Exercise goal |
Could you reproduce every entry that follows, exactly as shown?

Records supplied |
════════

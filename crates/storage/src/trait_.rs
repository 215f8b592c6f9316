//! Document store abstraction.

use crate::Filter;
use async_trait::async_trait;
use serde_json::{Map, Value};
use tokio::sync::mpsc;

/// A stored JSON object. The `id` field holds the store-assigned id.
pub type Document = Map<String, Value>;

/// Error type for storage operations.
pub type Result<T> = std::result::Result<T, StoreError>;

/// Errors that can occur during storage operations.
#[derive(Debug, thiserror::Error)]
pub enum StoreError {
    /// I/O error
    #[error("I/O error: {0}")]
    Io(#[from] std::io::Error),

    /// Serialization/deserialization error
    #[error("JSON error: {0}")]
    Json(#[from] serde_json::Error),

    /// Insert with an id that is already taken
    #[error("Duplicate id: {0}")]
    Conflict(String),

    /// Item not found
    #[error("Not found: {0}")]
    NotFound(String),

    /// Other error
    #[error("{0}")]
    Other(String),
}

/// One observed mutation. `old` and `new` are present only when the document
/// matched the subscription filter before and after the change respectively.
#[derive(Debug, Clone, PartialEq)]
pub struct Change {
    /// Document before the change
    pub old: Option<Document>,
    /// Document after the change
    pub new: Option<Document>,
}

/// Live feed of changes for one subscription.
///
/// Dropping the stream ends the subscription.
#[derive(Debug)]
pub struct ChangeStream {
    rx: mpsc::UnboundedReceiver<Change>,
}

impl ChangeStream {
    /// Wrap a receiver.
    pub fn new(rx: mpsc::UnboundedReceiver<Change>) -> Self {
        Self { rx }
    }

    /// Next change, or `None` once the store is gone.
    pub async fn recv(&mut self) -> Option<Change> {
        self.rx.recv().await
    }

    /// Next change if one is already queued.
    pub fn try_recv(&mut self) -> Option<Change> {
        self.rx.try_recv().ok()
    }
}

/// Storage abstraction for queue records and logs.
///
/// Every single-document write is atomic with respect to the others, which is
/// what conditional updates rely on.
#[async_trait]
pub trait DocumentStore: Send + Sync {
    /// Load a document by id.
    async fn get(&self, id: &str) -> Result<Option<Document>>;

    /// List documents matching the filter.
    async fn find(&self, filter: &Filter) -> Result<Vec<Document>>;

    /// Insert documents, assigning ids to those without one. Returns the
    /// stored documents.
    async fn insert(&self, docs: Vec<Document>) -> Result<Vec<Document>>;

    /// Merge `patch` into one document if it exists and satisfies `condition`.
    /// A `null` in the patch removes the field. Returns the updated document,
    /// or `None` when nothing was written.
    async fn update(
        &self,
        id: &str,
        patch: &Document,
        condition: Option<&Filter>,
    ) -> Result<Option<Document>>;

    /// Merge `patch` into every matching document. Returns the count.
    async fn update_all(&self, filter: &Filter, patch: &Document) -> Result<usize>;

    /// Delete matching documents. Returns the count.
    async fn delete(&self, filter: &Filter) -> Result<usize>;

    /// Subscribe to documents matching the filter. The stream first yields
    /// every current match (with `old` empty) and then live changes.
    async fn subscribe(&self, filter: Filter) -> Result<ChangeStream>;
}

════════

Result |
filename crates/storage/src/trait_.rs
repository 215f8b592c6f9316
//! Document store abstraction.

use crate::Filter;
use async_trait::async_trait;
use serde_json::{Map, Value};
use tokio::sync::mpsc;

/// A stored JSON object. The `id` field holds the store-assigned id.
pub type Document = Map<String, Value>;

/// Error type for storage operations.
pub type Result<T> = std::result::Result<T, StoreError>;

/// Errors that can occur during storage operations.
#[derive(Debug, thiserror::Error)]
pub enum StoreError {
    /// I/O error
    #[error("I/O error: {0}")]
    Io(#[from] std::io::Error),

    /// Serialization/deserialization error
    #[error("JSON error: {0}")]
    Json(#[from] serde_json::Error),

    /// Insert with an id that is already taken
    #[error("Duplicate id: {0}")]
    Conflict(String),

    /// Item not found
    #[error("Not found: {0}")]
    NotFound(String),

    /// Other error
    #[error("{0}")]
    Other(String),
}

/// One observed mutation. `old` and `new` are present only when the document
/// matched the subscription filter before and after the change respectively.
#[derive(Debug, Clone, PartialEq)]
pub struct Change {
    /// Document before the change
    pub old: Option<Document>,
    /// Document after the change
    pub new: Option<Document>,
}

/// Live feed of changes for one subscription.
///
/// Dropping the stream ends the subscription.
#[derive(Debug)]
pub struct ChangeStream {
    rx: mpsc::UnboundedReceiver<Change>,
}

impl ChangeStream {
    /// Wrap a receiver.
    pub fn new(rx: mpsc::UnboundedReceiver<Change>) -> Self {
        Self { rx }
    }

    /// Next change, or `None` once the store is gone.
    pub async fn recv(&mut self) -> Option<Change> {
        self.rx.recv().await
    }

    /// Next change if one is already queued.
    pub fn try_recv(&mut self) -> Option<Change> {
        self.rx.try_recv().ok()
    }
}

/// Storage abstraction for queue records and logs.
///
/// Every single-document write is atomic with respect to the others, which is
/// what conditional updates rely on.
#[async_trait]
pub trait DocumentStore: Send + Sync {
    /// Load a document by id.
    async fn get(&self, id: &str) -> Result<Option<Document>>;

    /// List documents matching the filter.
    async fn find(&self, filter: &Filter) -> Result<Vec<Document>>;

    /// Insert documents, assigning ids to those without one. Returns the
    /// stored documents.
    async fn insert(&self, docs: Vec<Document>) -> Result<Vec<Document>>;

    /// Merge `patch` into one document if it exists and satisfies `condition`.
    /// A `null` in the patch removes the field. Returns the updated document,
    /// or `None` when nothing was written.
    async fn update(
        &self,
        id: &str,
        patch: &Document,
        condition: Option<&Filter>,
    ) -> Result<Option<Document>>;

    /// Merge `patch` into every matching document. Returns the count.
    async fn update_all(&self, filter: &Filter, patch: &Document) -> Result<usize>;

    /// Delete matching documents. Returns the count.
    async fn delete(&self, filter: &Filter) -> Result<usize>;

    /// Subscribe to documents matching the filter. The stream first yields
    /// every current match (with `old` empty) and then live changes.
    async fn subscribe(&self, filter: Filter) -> Result<ChangeStream>;
}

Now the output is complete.